== Work instruction ==
For the data below, report how many lines contain the string "before" and write nothing more.
╭─ Exercise material
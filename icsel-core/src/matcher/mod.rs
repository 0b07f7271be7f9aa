//! The pattern matcher (component C4): VF2 subgraph isomorphism extended
//! with domain-specific node/edge compatibility, a duplication pre-pass,
//! a cyclic-data-dependency post-filter, duplicate-match removal, SIMD
//! composition, and deterministic match-ID assignment (§4.4).

mod filters;
mod vf2;

pub use filters::{
    candidate_blocks_for_value, find_simd_matches, simd_match_is_selectable, SimdSelectabilityError,
};
pub use vf2::find_matches;

use crate::error::{CoreError, CoreResult};
use crate::graph::{Graph, PubId};
use crate::target::TargetMachine;
use serde::{Deserialize, Serialize};

/// An ordered `{function-node, pattern-node}` mapping: every pattern node
/// appears exactly once (§3 "Match").
#[derive(Clone, Debug, Default, PartialEq, Serialize, Deserialize)]
pub struct Match {
    /// `(pattern_node, function_node)` pairs, in discovery order.
    pairs: Vec<(PubId, PubId)>,
}

impl Match {
    pub fn new() -> Self {
        Match::default()
    }

    pub fn insert(&mut self, pattern_node: PubId, function_node: PubId) {
        self.pairs.push((pattern_node, function_node));
    }

    pub fn function_node_of(&self, pattern_node: PubId) -> Option<PubId> {
        self.pairs
            .iter()
            .find(|(p, _)| *p == pattern_node)
            .map(|(_, f)| *f)
    }

    pub fn pattern_nodes(&self) -> impl Iterator<Item = PubId> + '_ {
        self.pairs.iter().map(|(p, _)| *p)
    }

    pub fn function_nodes(&self) -> impl Iterator<Item = PubId> + '_ {
        self.pairs.iter().map(|(_, f)| *f)
    }

    pub fn pattern_node_of(&self, function_node: PubId) -> Option<PubId> {
        self.pairs
            .iter()
            .find(|(_, f)| *f == function_node)
            .map(|(p, _)| *p)
    }

    pub fn len(&self) -> usize {
        self.pairs.len()
    }

    pub fn is_empty(&self) -> bool {
        self.pairs.is_empty()
    }

    /// The set of function nodes covered, used by duplicate-match removal
    /// and by the SIMD k-combination generator's cyclic-dependency check.
    pub fn function_node_set(&self) -> std::collections::BTreeSet<PubId> {
        self.function_nodes().collect()
    }

    /// A deterministic serialization used to break ties when sorting
    /// matches before dense ID assignment (§5's concurrency note).
    pub fn canonical_key(&self) -> Vec<(PubId, PubId)> {
        let mut sorted = self.pairs.clone();
        sorted.sort_unstable();
        sorted
    }
}

/// One output of the matcher: a pattern embedded into the function graph,
/// identified by `(instr_id, pattern_id, match_id)` (§4.4 "Output").
#[derive(Clone, Debug, PartialEq, Serialize, Deserialize)]
pub struct PatternMatch {
    pub instr_id: PubId,
    pub pattern_id: PubId,
    pub match_id: PubId,
    pub mapping: Match,
}

/// Runs the full C4 pipeline for one `(instruction, pattern)` pair: VF2
/// search, duplication un-wind, the cyclic-data-dependency post-filter, and
/// duplicate-match removal. Does not assign `match_id`s; see
/// [`assign_match_ids`].
pub fn find_pattern_matches(
    function: &crate::graph::Graph,
    instr_id: PubId,
    pattern_id: PubId,
    pattern: &crate::graph::Graph,
) -> Vec<PatternMatch> {
    let duplicated_pattern = filters::duplicate_def_placement_blocks(pattern);
    let raw = find_matches(function, &duplicated_pattern);
    let filtered: Vec<Match> = raw
        .into_iter()
        .filter(|m| !filters::has_cyclic_data_dependency(function, m))
        .collect();
    let deduped = filters::remove_duplicate_matches(filtered);
    deduped
        .into_iter()
        .map(|mapping| PatternMatch {
            instr_id,
            pattern_id,
            match_id: 0,
            mapping,
        })
        .collect()
}

/// All matches for one `(instruction, pattern)` pair: the ordinary VF2
/// pipeline for most instructions, or the SIMD k-combination composition
/// plus selectability filter when the instruction is marked `is_simd`
/// (§4.4). `match_id` is left at 0; callers assign IDs via
/// [`assign_match_ids`] after every pair has been searched.
fn matches_for_pair(
    function: &Graph,
    instr_id: PubId,
    pattern_id: PubId,
    pattern: &Graph,
    is_simd: bool,
) -> CoreResult<Vec<PatternMatch>> {
    if is_simd {
        find_simd_matches(function, instr_id, pattern_id, pattern)
            .into_iter()
            .map(|pm| match simd_match_is_selectable(function, &pm.mapping) {
                Ok(true) => Some(Ok(pm)),
                Ok(false) => None,
                Err(e) => Some(Err(CoreError::precondition("simd_match_is_selectable", e.0))),
            })
            .filter_map(|r| r)
            .collect()
    } else {
        Ok(find_pattern_matches(function, instr_id, pattern_id, pattern))
    }
}

/// Runs the full C4 pipeline for every `(instruction, pattern)` pair a
/// target machine offers against one function graph, then assigns dense
/// match IDs (§4.4 "Output", §5's concurrency note).
///
/// Serial by default. With the `parallel` feature enabled, the pairs are
/// searched with `rayon`'s work-stealing pool instead of in sequence; the
/// result set and match IDs are identical either way, since
/// [`assign_match_ids`] sorts by `(instruction_id, pattern_id, canonical
/// match serialization)` before numbering.
pub fn find_all_matches(function: &Graph, target: &TargetMachine) -> CoreResult<Vec<PatternMatch>> {
    let pairs = target.all_patterns();

    #[cfg(feature = "parallel")]
    let raw: CoreResult<Vec<Vec<PatternMatch>>> = {
        use rayon::prelude::*;
        pairs
            .into_par_iter()
            .map(|(instr_id, pattern_id, pattern)| {
                let is_simd = target.instruction(instr_id)?.properties.is_simd;
                matches_for_pair(function, instr_id, pattern_id, &pattern.op_structure.graph, is_simd)
            })
            .collect()
    };

    #[cfg(not(feature = "parallel"))]
    let raw: CoreResult<Vec<Vec<PatternMatch>>> = pairs
        .into_iter()
        .map(|(instr_id, pattern_id, pattern)| {
            let is_simd = target.instruction(instr_id)?.properties.is_simd;
            matches_for_pair(function, instr_id, pattern_id, &pattern.op_structure.graph, is_simd)
        })
        .collect();

    Ok(assign_match_ids(raw?.into_iter().flatten().collect()))
}

/// Sorts matches by `(instruction_id, pattern_id, canonical match
/// serialization)` and assigns dense match IDs starting at 0, per §5's
/// concurrency note: this is what makes parallel discovery order-stable.
pub fn assign_match_ids(mut matches: Vec<PatternMatch>) -> Vec<PatternMatch> {
    matches.sort_by(|a, b| {
        (a.instr_id, a.pattern_id, a.mapping.canonical_key()).cmp(&(
            b.instr_id,
            b.pattern_id,
            b.mapping.canonical_key(),
        ))
    });
    for (i, m) in matches.iter_mut().enumerate() {
        m.match_id = i as PubId;
    }
    matches
}

#[cfg(test)]
mod tests {
    use super::*;
    use crate::graph::{DataType, EdgeKind, EntityKind, NodeKind, OperationKind};
    use crate::opstructure::OpStructure;
    use crate::target::{EmitStringTemplate, Instruction, InstrPattern, InstrProperties};
    use std::collections::HashMap;

    fn add_graph(op: &str) -> Graph {
        let mut g = Graph::new();
        let v1 = g.add_node(NodeKind::Entity(EntityKind::Value {
            data_type: DataType::IntTemp { bits: 32 },
            origin: None,
        }));
        let v2 = g.add_node(NodeKind::Entity(EntityKind::Value {
            data_type: DataType::IntTemp { bits: 32 },
            origin: None,
        }));
        let add = g.add_node(NodeKind::Operation(OperationKind::Computation(op.into())));
        let v3 = g.add_node(NodeKind::Entity(EntityKind::Value {
            data_type: DataType::IntTemp { bits: 32 },
            origin: None,
        }));
        g.add_edge(EdgeKind::DataFlow, v1, add);
        g.add_edge(EdgeKind::DataFlow, v2, add);
        g.add_edge(EdgeKind::DataFlow, add, v3);
        g
    }

    fn one_instruction_target() -> TargetMachine {
        let mut instructions = HashMap::new();
        instructions.insert(
            0,
            Instruction {
                id: 0,
                patterns: vec![InstrPattern {
                    id: 0,
                    op_structure: OpStructure::new(add_graph("add")),
                    input_data_node_ids: vec![],
                    output_data_node_ids: vec![],
                    emit_template: EmitStringTemplate::default(),
                }],
                properties: InstrProperties::default(),
            },
        );
        TargetMachine {
            id: "t".into(),
            instructions,
            locations: HashMap::new(),
            pointer_size: 64,
            null_pointer_value: 0,
        }
    }

    #[test]
    fn find_all_matches_covers_every_pattern_with_dense_ids() {
        let function = add_graph("add");
        let target = one_instruction_target();
        let matches = find_all_matches(&function, &target).unwrap();
        assert!(!matches.is_empty());
        for (i, m) in matches.iter().enumerate() {
            assert_eq!(m.match_id, i as PubId);
            assert_eq!(m.instr_id, 0);
            assert_eq!(m.pattern_id, 0);
        }
    }

    #[test]
    fn find_all_matches_skips_incompatible_ops() {
        let function = add_graph("mul");
        let target = one_instruction_target();
        let matches = find_all_matches(&function, &target).unwrap();
        assert!(matches.is_empty());
    }

    fn add_graph_swapped(op: &str) -> Graph {
        let mut g = Graph::new();
        let v1 = g.add_node(NodeKind::Entity(EntityKind::Value {
            data_type: DataType::IntTemp { bits: 32 },
            origin: None,
        }));
        let v2 = g.add_node(NodeKind::Entity(EntityKind::Value {
            data_type: DataType::IntTemp { bits: 32 },
            origin: None,
        }));
        let op_node = g.add_node(NodeKind::Operation(OperationKind::Computation(op.into())));
        let v3 = g.add_node(NodeKind::Entity(EntityKind::Value {
            data_type: DataType::IntTemp { bits: 32 },
            origin: None,
        }));
        g.add_edge(EdgeKind::DataFlow, v2, op_node);
        g.add_edge(EdgeKind::DataFlow, v1, op_node);
        g.add_edge(EdgeKind::DataFlow, op_node, v3);
        g
    }

    /// Two disjoint copies of `add_graph`'s 3-node triple sharing no nodes.
    fn two_disjoint_op_triples(op: &str) -> Graph {
        let mut g = Graph::new();
        for _ in 0..2 {
            let v1 = g.add_node(NodeKind::Entity(EntityKind::Value {
                data_type: DataType::IntTemp { bits: 32 },
                origin: None,
            }));
            let v2 = g.add_node(NodeKind::Entity(EntityKind::Value {
                data_type: DataType::IntTemp { bits: 32 },
                origin: None,
            }));
            let op_node = g.add_node(NodeKind::Operation(OperationKind::Computation(op.into())));
            let v3 = g.add_node(NodeKind::Entity(EntityKind::Value {
                data_type: DataType::IntTemp { bits: 32 },
                origin: None,
            }));
            g.add_edge(EdgeKind::DataFlow, v1, op_node);
            g.add_edge(EdgeKind::DataFlow, v2, op_node);
            g.add_edge(EdgeKind::DataFlow, op_node, v3);
        }
        g
    }

    #[test]
    fn commutative_add_has_exactly_one_match_after_dedup() {
        let pattern = add_graph("add");
        let function = add_graph_swapped("add");
        let matches = find_pattern_matches(&function, 0, 0, &pattern);
        assert_eq!(matches.len(), 1);
    }

    #[test]
    fn non_commutative_op_reports_each_disjoint_occurrence() {
        let pattern = add_graph("sub");
        let function = two_disjoint_op_triples("sub");
        let matches = find_pattern_matches(&function, 0, 0, &pattern);
        assert_eq!(matches.len(), 2);
    }
}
╰─
== Finished exercise ==
2